Ms Abbott : I am glad to be able to speak in support of proper appeal rights for asylum seekers and of the amendment to delete clause 11.

Two important parliamentary Committees examined the proposals on the appeal system and reached conclusions that are not favourable to the Government. Opposition to clause 11 rests on issues of principle and of practice. In the first instance, there is a clear objection in principle to any tribunal exercising a supervisory jurisdiction over itself, yet that is the set-up for which the Government are asking us to vote tonight. As colleagues have said, the Government can get away with that only because asylum seekers are involved. If clause 11 is passed unchallenged tonight, we will set a precedent that, for administrative convenience, could be applied to various Executive and administrative tribunals seeking to do away with a proper system of appeal.

Underlying clause 11 is the Government's concern about delay in dealing with asylum seekers and a range of immigration cases. I have great sympathy with their impatience. I have been a Member of Parliament for 17 years in a corner of north-east London that is home to asylum seekers and economic migrants from all parts of the globe and have dealt with thousands of cases. Some things change—every time there is a war or disturbance in a far corner of the globe there is a change in the pattern of asylum seekers and economic migrants who present themselves in Hackney. Ten years ago, we saw people displaced from the former Yugoslavia, but since then we have seen Kurds and people from the horn of Africa.

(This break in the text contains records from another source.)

//! History & Health Endpoints

use std::collections::HashMap;
use std::net::SocketAddr;

use axum::extract::{ConnectInfo, Path, Query, State};
use axum::Json;

use crate::models::HistoryPage;
use crate::state::AppState;
use crate::utils::error::{AppError, AppResult};

use super::rate_limit::HISTORY_RULE;
use super::validation::{clamp_limit, clamp_offset, validate_session_id};

pub async fn list_history(
    State(state): State<AppState>,
    ConnectInfo(addr): ConnectInfo<SocketAddr>,
    Query(params): Query<HashMap<String, String>>,
) -> AppResult<Json<HistoryPage>> {
    state.limiter.check(addr.ip(), &HISTORY_RULE)?;

    let limit = clamp_limit(params.get("limit").map(String::as_str));
    let offset = clamp_offset(params.get("offset").map(String::as_str));

    let items = state.store.list_history(limit, offset)?;
    let total = state.store.count_history()?;
    Ok(Json(HistoryPage {
        items,
        total,
        limit,
        offset,
    }))
}

pub async fn delete_history(
    State(state): State<AppState>,
    Path(id): Path<String>,
) -> AppResult<Json<serde_json::Value>> {
    validate_session_id(&id)?;
    if state.store.delete_session(&id)? {
        tracing::info!(session_id = %id, "session deleted");
        Ok(Json(serde_json::json!({ "deleted": true, "id": id })))
    } else {
        Err(AppError::not_found(format!("session {} not found", id)))
    }
}

/// Liveness probe; bypasses admission entirely.
pub async fn health() -> Json<serde_json::Value> {
    Json(serde_json::json!({
        "status": "ok",
        "timestamp": chrono::Utc::now().to_rfc3339(),
    }))
}
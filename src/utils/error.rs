//! Error Handling
//!
//! Unified error types for the service.
//! Uses thiserror for ergonomic error definitions.

use axum::http::{header, HeaderValue, StatusCode};
use axum::response::{IntoResponse, Response};
use axum::Json;
use thiserror::Error;

use crate::services::llm::LlmError;

/// Application-wide error type
#[derive(Error, Debug)]
pub enum AppError {
    /// Request validation errors
    #[error("Validation error: {0}")]
    Validation(String),

    /// Rate limit exceeded for the source address
    #[error("Rate limit exceeded, retry after {retry_after_secs}s")]
    RateLimited { retry_after_secs: u64 },

    /// Not found errors
    #[error("Not found: {0}")]
    NotFound(String),

    /// LLM adapter errors (after retries were exhausted)
    #[error("LLM error: {0}")]
    Llm(LlmError),

    /// Database errors
    #[error("Database error: {0}")]
    Database(String),

    /// SQLite errors (auto-converted from rusqlite::Error)
    #[error("SQLite error: {0}")]
    Sqlite(#[from] rusqlite::Error),

    /// Configuration errors
    #[error("Configuration error: {0}")]
    Config(String),

    /// File I/O errors
    #[error("I/O error: {0}")]
    Io(#[from] std::io::Error),

    /// JSON serialization/deserialization errors
    #[error("Serialization error: {0}")]
    Serialization(#[from] serde_json::Error),

    /// The request's cancellation signal fired mid-work
    #[error("Operation cancelled")]
    Cancelled,

    /// Generic internal errors
    #[error("Internal error: {0}")]
    Internal(String),
}

/// Result type alias for application errors
pub type AppResult<T> = Result<T, AppError>;

impl AppError {
    /// Create a validation error
    pub fn validation(msg: impl Into<String>) -> Self {
        Self::Validation(msg.into())
    }

    /// Create a not found error
    pub fn not_found(msg: impl Into<String>) -> Self {
        Self::NotFound(msg.into())
    }

    /// Create a database error
    pub fn database(msg: impl Into<String>) -> Self {
        Self::Database(msg.into())
    }

    /// Create a config error
    pub fn config(msg: impl Into<String>) -> Self {
        Self::Config(msg.into())
    }

    /// Create an internal error
    pub fn internal(msg: impl Into<String>) -> Self {
        Self::Internal(msg.into())
    }

    /// HTTP status and machine-readable error code for this error.
    pub fn status_and_code(&self) -> (StatusCode, &'static str) {
        match self {
            AppError::Validation(_) => (StatusCode::BAD_REQUEST, "validation_error"),
            AppError::RateLimited { .. } => (StatusCode::TOO_MANY_REQUESTS, "rate_limit"),
            AppError::NotFound(_) => (StatusCode::NOT_FOUND, "not_found"),
            _ => (StatusCode::INTERNAL_SERVER_ERROR, "internal_error"),
        }
    }
}

impl From<LlmError> for AppError {
    fn from(err: LlmError) -> Self {
        match err {
            LlmError::Cancelled => AppError::Cancelled,
            other => AppError::Llm(other),
        }
    }
}

/// Convert AppError to a string
impl From<AppError> for String {
    fn from(err: AppError) -> String {
        err.to_string()
    }
}

impl IntoResponse for AppError {
    fn into_response(self) -> Response {
        let (status, code) = self.status_and_code();

        if status.is_server_error() {
            tracing::error!(error = %self, "request failed");
        } else {
            tracing::debug!(error = %self, "request rejected");
        }

        let body = Json(serde_json::json!({
            "error": code,
            "message": self.to_string(),
        }));

        let mut response = (status, body).into_response();
        if let AppError::RateLimited { retry_after_secs } = self {
            response
                .headers_mut()
                .insert(header::RETRY_AFTER, HeaderValue::from(retry_after_secs));
        }
        response
    }
}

Demographic trends change, but other things remain the same. During my time as a Member of Parliament the administration system has been consistently poor, and delays have continued. The Government are right to focus on delay, but they are wrong to identify appeal rights as the most important cause of delay. If the Government introduced a programme of legal and administrative change to deal with delay at all levels, I would be the first to support them. Week after week in my advice sessions, I try to advise and help people who have waited years for a response from the Home Office. People who have had hearings in their favour are still waiting months to get the paperwork that will allow them to work and get on with their lives. Nobody feels more strongly about delays in dealing with asylum and immigration cases than the MPs who have to deal with those cases day in, day out.

If the Government are concerned about delay, before they tamper with appeal rights they should look at the causes of delay, the solution to which rests in their own hands.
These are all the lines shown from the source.